┌────────

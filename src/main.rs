use std::path::PathBuf;
use std::sync::Arc;
use std::time::Duration;

use anyhow::{anyhow, bail};
use bytes::Bytes;
use clap::{Parser, Subcommand};
use tokio::sync::mpsc;
use tracing::info;

use waav_session::{
    ClientConfig, ControlAction, EventKind, SessionError, SessionEvent, VoiceSession,
    WebSocketTransport, protocol,
};

/// WaaV Session - real-time voice session client
#[derive(Parser, Debug)]
#[command(name = "waav-session")]
#[command(version, about, long_about = None)]
struct Cli {
    /// Path to configuration file (YAML)
    #[arg(short = 'c', long = "config", value_name = "FILE")]
    config: Option<PathBuf>,

    /// Subcommand to run
    #[command(subcommand)]
    command: Commands,
}

#[derive(Subcommand, Debug)]
enum Commands {
    /// Open a session, optionally stream a WAV file and send text, and log every event
    Connect {
        /// Endpoint URL (ws:// or wss://); defaults to ENDPOINT_URL
        #[arg(short = 'e', long = "endpoint")]
        endpoint: Option<String>,

        /// 16-bit PCM WAV file to stream as audio frames
        #[arg(short = 'a', long = "audio", value_name = "FILE")]
        audio: Option<PathBuf>,

        /// Audio chunk length in milliseconds
        #[arg(long = "chunk-ms", default_value_t = 20)]
        chunk_ms: u32,

        /// Text message to send after the audio
        #[arg(short = 't', long = "text")]
        text: Option<String>,

        /// Seconds to stay connected after sending; Ctrl-C ends early
        #[arg(long = "linger", default_value_t = 10)]
        linger_secs: u64,
    },

    /// Decode a hex-encoded frame and print the message
    Decode {
        /// Frame bytes as hex, e.g. "0301"
        hex: String,
    },
}

#[tokio::main]
async fn main() -> anyhow::Result<()> {
    // Load .env file if it exists (must be done before config loading)
    let _ = dotenvy::dotenv();

    // Initialize tracing
    tracing_subscriber::fmt::init();

    // Initialize crypto provider for wss:// connections
    rustls::crypto::ring::default_provider()
        .install_default()
        .map_err(|_| anyhow!("Failed to install default crypto provider"))?;

    let cli = Cli::parse();

    match cli.command {
        Commands::Decode { hex } => decode_frame(&hex),
        Commands::Connect {
            endpoint,
            audio,
            chunk_ms,
            text,
            linger_secs,
        } => {
            let config = if let Some(config_path) = cli.config {
                println!("Loading configuration from {}", config_path.display());
                ClientConfig::from_file(&config_path)?
            } else {
                ClientConfig::from_env()?
            };

            let endpoint = endpoint
                .or_else(|| config.endpoint_url.clone())
                .ok_or_else(|| anyhow!("No endpoint given; pass --endpoint or set ENDPOINT_URL"))?;

            let options = ConnectOptions {
                endpoint,
                audio,
                chunk_ms,
                text,
                linger: Duration::from_secs(linger_secs),
            };
            connect(&config, options).await
        }
    }
}

fn decode_frame(hex_frame: &str) -> anyhow::Result<()> {
    let cleaned: String = hex_frame.chars().filter(|c| !c.is_whitespace()).collect();
    let bytes = hex::decode(&cleaned).map_err(|e| anyhow!("Invalid hex: {}", e))?;
    let message = protocol::decode_slice(&bytes)?;
    println!("{message:?}");
    Ok(())
}

struct ConnectOptions {
    endpoint: String,
    audio: Option<PathBuf>,
    chunk_ms: u32,
    text: Option<String>,
    linger: Duration,
}

async fn connect(config: &ClientConfig, options: ConnectOptions) -> anyhow::Result<()> {
    let mut transport = WebSocketTransport::new();
    if let Some(token) = config.auth_token.as_deref() {
        if let Ok(url) = waav_session::utils::validate_endpoint(&options.endpoint) {
            waav_session::utils::url_validation::warn_if_insecure(&url, true);
        }
        transport = transport.with_auth_token(token);
    }

    let session = VoiceSession::new(config.session.clone(), Arc::new(transport))?;
    info!(session_id = %session.session_id(), "Session created");

    session.on_any(|event| {
        match event {
            SessionEvent::AudioReceived { data } => info!(bytes = data.len(), "audio received"),
            other => info!(event = %other.kind(), "{:?}", other),
        }
        Ok(())
    });

    // Signals the CLI waits on.
    let (signal_tx, mut signals) = mpsc::unbounded_channel::<SessionEvent>();
    for kind in [
        EventKind::SessionReady,
        EventKind::SessionClosed,
        EventKind::QueueDrained,
    ] {
        let tx = signal_tx.clone();
        session.on(kind, move |event| {
            tx.send(event.clone())
                .map_err(|_| anyhow!("signal receiver dropped"))
        });
    }

    session.open(&options.endpoint).await?;

    let connect_wait = config.session.connect_timeout() * 2;
    match tokio::time::timeout(connect_wait, wait_for_ready(&mut signals)).await {
        Ok(Ok(())) => info!("Session ready"),
        Ok(Err(e)) => {
            session.shutdown().await;
            return Err(e);
        }
        Err(_) => {
            session.shutdown().await;
            bail!("Session not ready after {}s", connect_wait.as_secs());
        }
    }

    if let Some(path) = options.audio.as_ref() {
        let chunks = read_wav_chunks(path, options.chunk_ms)?;
        info!(chunks = chunks.len(), file = %path.display(), "Streaming audio");
        for chunk in chunks {
            send_with_backpressure(&session, chunk, &mut signals).await?;
        }
        session.send_control(ControlAction::EndTurn).await?;
    }

    if let Some(text) = options.text {
        session.send_text(text).await?;
    }

    tokio::select! {
        _ = tokio::time::sleep(options.linger) => {}
        _ = tokio::signal::ctrl_c() => info!("Interrupted"),
        _ = wait_for_close(&mut signals) => {}
    }

    session.close().await?;
    session.shutdown().await;
    Ok(())
}

async fn wait_for_ready(signals: &mut mpsc::UnboundedReceiver<SessionEvent>) -> anyhow::Result<()> {
    while let Some(event) = signals.recv().await {
        match event {
            SessionEvent::SessionReady { .. } => return Ok(()),
            SessionEvent::SessionClosed { reason } => bail!("Session closed: {}", reason),
            _ => {}
        }
    }
    bail!("Event stream ended before the session became ready")
}

async fn wait_for_close(signals: &mut mpsc::UnboundedReceiver<SessionEvent>) {
    while let Some(event) = signals.recv().await {
        if matches!(event, SessionEvent::SessionClosed { .. }) {
            return;
        }
    }
}

/// Send one chunk, waiting for a queue-drained signal whenever the queue is full.
async fn send_with_backpressure(
    session: &VoiceSession,
    chunk: Bytes,
    signals: &mut mpsc::UnboundedReceiver<SessionEvent>,
) -> anyhow::Result<()> {
    loop {
        match session.send_audio(chunk.clone()).await {
            Ok(()) => return Ok(()),
            Err(SessionError::QueueFull { capacity }) => {
                tracing::debug!(capacity, "Queue full, waiting for drain");
                loop {
                    match signals.recv().await {
                        Some(SessionEvent::QueueDrained) => break,
                        Some(SessionEvent::SessionClosed { reason }) => {
                            bail!("Session closed while streaming: {}", reason)
                        }
                        Some(_) => continue,
                        None => bail!("Event stream ended while streaming"),
                    }
                }
            }
            Err(e) => return Err(e.into()),
        }
    }
}

/// Split a 16-bit PCM WAV file into little-endian chunks of `chunk_ms`.
fn read_wav_chunks(path: &PathBuf, chunk_ms: u32) -> anyhow::Result<Vec<Bytes>> {
    let mut reader = hound::WavReader::open(path)
        .map_err(|e| anyhow!("Failed to open {}: {}", path.display(), e))?;
    let spec = reader.spec();
    if spec.sample_format != hound::SampleFormat::Int || spec.bits_per_sample != 16 {
        bail!(
            "Unsupported WAV format: {:?} {}-bit (expected 16-bit PCM)",
            spec.sample_format,
            spec.bits_per_sample
        );
    }

    let samples_per_chunk =
        ((spec.sample_rate as u64 * spec.channels as u64 * chunk_ms.max(1) as u64) / 1000).max(1)
            as usize;

    let samples = reader
        .samples::<i16>()
        .collect::<Result<Vec<i16>, _>>()
        .map_err(|e| anyhow!("Failed to read samples: {}", e))?;

    Ok(samples
        .chunks(samples_per_chunk)
        .map(|chunk| {
            let bytes: Vec<u8> = chunk.iter().flat_map(|s| s.to_le_bytes()).collect();
            Bytes::from(bytes)
        })
        .collect())
}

└────────

**TASK DETAILS:**
From the records above, extract exactly and only the lines that begin at the line with "defaults to ENDPOINT_URL" and stop after the line with "after the audio".

**OUTPUT BELOW:**
        /// Endpoint URL (ws:// or wss://); defaults to ENDPOINT_URL
        #[arg(short = 'e', long = "endpoint")]
        endpoint: Option<String>,

        /// 16-bit PCM WAV file to stream as audio frames
        #[arg(short = 'a', long = "audio", value_name = "FILE")]
        audio: Option<PathBuf>,

        /// Audio chunk length in milliseconds
        #[arg(long = "chunk-ms", default_value_t = 20)]
        chunk_ms: u32,

        /// Text message to send after the audio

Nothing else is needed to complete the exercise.